Vaccine makers are a little less united on the question of whether they should profit from a pandemic shot. While some have said they will price their vaccines so they don’t profit from them, Bourla says Pfizer is making its vaccine available on a non-for-profit basis only for lower-income countries receiving vaccines through the World Health Organization vaccine distribution coalition run by GAVI. “We have elected for developed countries, to give [the vaccine] at a very low price [around $19.50]. We believe the price allows governments all over the world to give the vaccine free to their citizens,” he says. “If you think about the economic value of a vaccine—I’m not speaking about the human value because there is no way to measure human life—I think the millions of jobs that will not be lost, that hopefully will come back, and the billions in economic value that a successful vaccine will enable—I think it’s not appropriate to discuss if we sell it at $19.50 per dose.”
Bourla would not speculate on how long the FDA might take to decide on the company’s EUA request, but given the urgency of the pandemic, that decision could come soon. The agency will likely take into consideration the fact that the vaccine’s 95% effectiveness is in protecting against COVID-19 disease—not preventing infection from the virus. But with cases of COVID-19 continuing to surge around the world, stalling the virus and preventing people from getting sick would be a welcome advantage. More studies will also explore whether people who don’t become sick because they are vaccinated are less likely to spread infection; if that’s the case then the vaccines will be even more critical for controlling the pandemic.

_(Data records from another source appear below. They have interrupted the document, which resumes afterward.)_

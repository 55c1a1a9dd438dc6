//! Redis-backed ranked cache.
//!
//! The connection manager is established lazily and dropped after any failed
//! command so the next call reconnects. Mutations run as `MULTI`/`EXEC`
//! pipelines.

use async_trait::async_trait;
use redis::FromRedisValue;
use redis::aio::ConnectionManager;
use tokio::sync::{Mutex, MutexGuard};

use super::{
    CacheConfig, CacheError, CacheResult, Namespace, RankedCache, RankedMember, parse_member,
};
use crate::models::UserId;
use crate::score::{cache_score, from_cache_score};

/// [`RankedCache`] over Redis sorted sets.
pub struct RedisRankedCache {
    client: redis::Client,
    connection: Mutex<Option<ConnectionManager>>,
    prefix: String,
}

impl RedisRankedCache {
    /// Create a cache client. No connection is made until first use.
    pub fn new(config: &CacheConfig) -> CacheResult<Self> {
        let client = redis::Client::open(config.url.as_str())?;
        Ok(Self {
            client,
            connection: Mutex::new(None),
            prefix: config.key_prefix.clone(),
        })
    }

    fn key(&self, namespace: Namespace) -> String {
        format!("{}{}", self.prefix, namespace.key())
    }

    async fn ensure_connection(&self) -> CacheResult<MutexGuard<'_, Option<ConnectionManager>>> {
        let mut guard = self.connection.lock().await;
        if guard.is_none() {
            *guard = Some(self.client.get_connection_manager().await?);
        }
        Ok(guard)
    }

    async fn query<T: FromRedisValue>(&self, pipe: &redis::Pipeline) -> CacheResult<T> {
        let mut guard = self.ensure_connection().await.inspect_err(|err| {
            log::warn!("Redis connection failed: {err}");
        })?;
        let Some(conn) = guard.as_mut() else {
            return Err(CacheError::Unavailable("no connection".to_string()));
        };

        let result: redis::RedisResult<T> = pipe.query_async(conn).await;
        match result {
            Ok(value) => Ok(value),
            Err(err) => {
                log::warn!("Redis command failed: {err}");
                *guard = None;
                Err(err.into())
            }
        }
    }
}

#[async_trait]
impl RankedCache for RedisRankedCache {
    async fn upsert(&self, namespace: Namespace, user_id: UserId, score: i64) -> CacheResult<()> {
        let mut pipe = redis::pipe();
        pipe.atomic()
            .zadd(self.key(namespace), user_id, cache_score(score))
            .ignore();
        self.query(&pipe).await
    }

    async fn range(
        &self,
        namespace: Namespace,
        start: usize,
        stop: usize,
    ) -> CacheResult<Vec<RankedMember>> {
        let start_index = isize::try_from(start).unwrap_or(isize::MAX);
        let stop_index = isize::try_from(stop).unwrap_or(isize::MAX);

        let mut pipe = redis::pipe();
        pipe.zrevrange_withscores(self.key(namespace), start_index, stop_index);
        let (members,): (Vec<(String, f64)>,) = self.query(&pipe).await?;

        members
            .into_iter()
            .enumerate()
            .map(|(offset, (member, score))| {
                Ok(RankedMember {
                    rank: start + offset + 1,
                    user_id: parse_member(&member)?,
                    score: from_cache_score(score),
                })
            })
            .collect()
    }

    async fn score(&self, namespace: Namespace, user_id: UserId) -> CacheResult<Option<i64>> {
        let mut pipe = redis::pipe();
        pipe.zscore(self.key(namespace), user_id);
        let (score,): (Option<f64>,) = self.query(&pipe).await?;
        Ok(score.map(from_cache_score))
    }

    async fn remove_member(&self, namespace: Namespace, user_id: UserId) -> CacheResult<()> {
        let mut pipe = redis::pipe();
        pipe.atomic().zrem(self.key(namespace), user_id).ignore();
        self.query(&pipe).await
    }

    async fn remove(&self, namespace: Namespace) -> CacheResult<()> {
        let mut pipe = redis::pipe();
        pipe.atomic().del(self.key(namespace)).ignore();
        self.query(&pipe).await
    }

    async fn clear(&self) -> CacheResult<()> {
        let mut lookup = redis::pipe();
        lookup.keys(format!("{}*", self.prefix));
        let (keys,): (Vec<String>,) = self.query(&lookup).await?;
        if keys.is_empty() {
            return Ok(());
        }

        log::debug!("Clearing {} cache keys", keys.len());
        let mut pipe = redis::pipe();
        pipe.atomic().del(keys).ignore();
        self.query(&pipe).await
    }

    async fn ping(&self) -> CacheResult<()> {
        let mut pipe = redis::pipe();
        pipe.cmd("PING");
        let (_pong,): (String,) = self.query(&pipe).await?;
        Ok(())
    }
}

“I hope the same time next year, we will be in a very, very different place,” he says. “When you have vaccine protection that is that high, 95% for example”—the effectiveness level Pfizer’s vaccine has shown in studies—”it takes less time to be able to develop protection through a vaccination scheme. So I truly believe the light at the end of the tunnel is not only real but it is bright and is coming. We need to be patient.”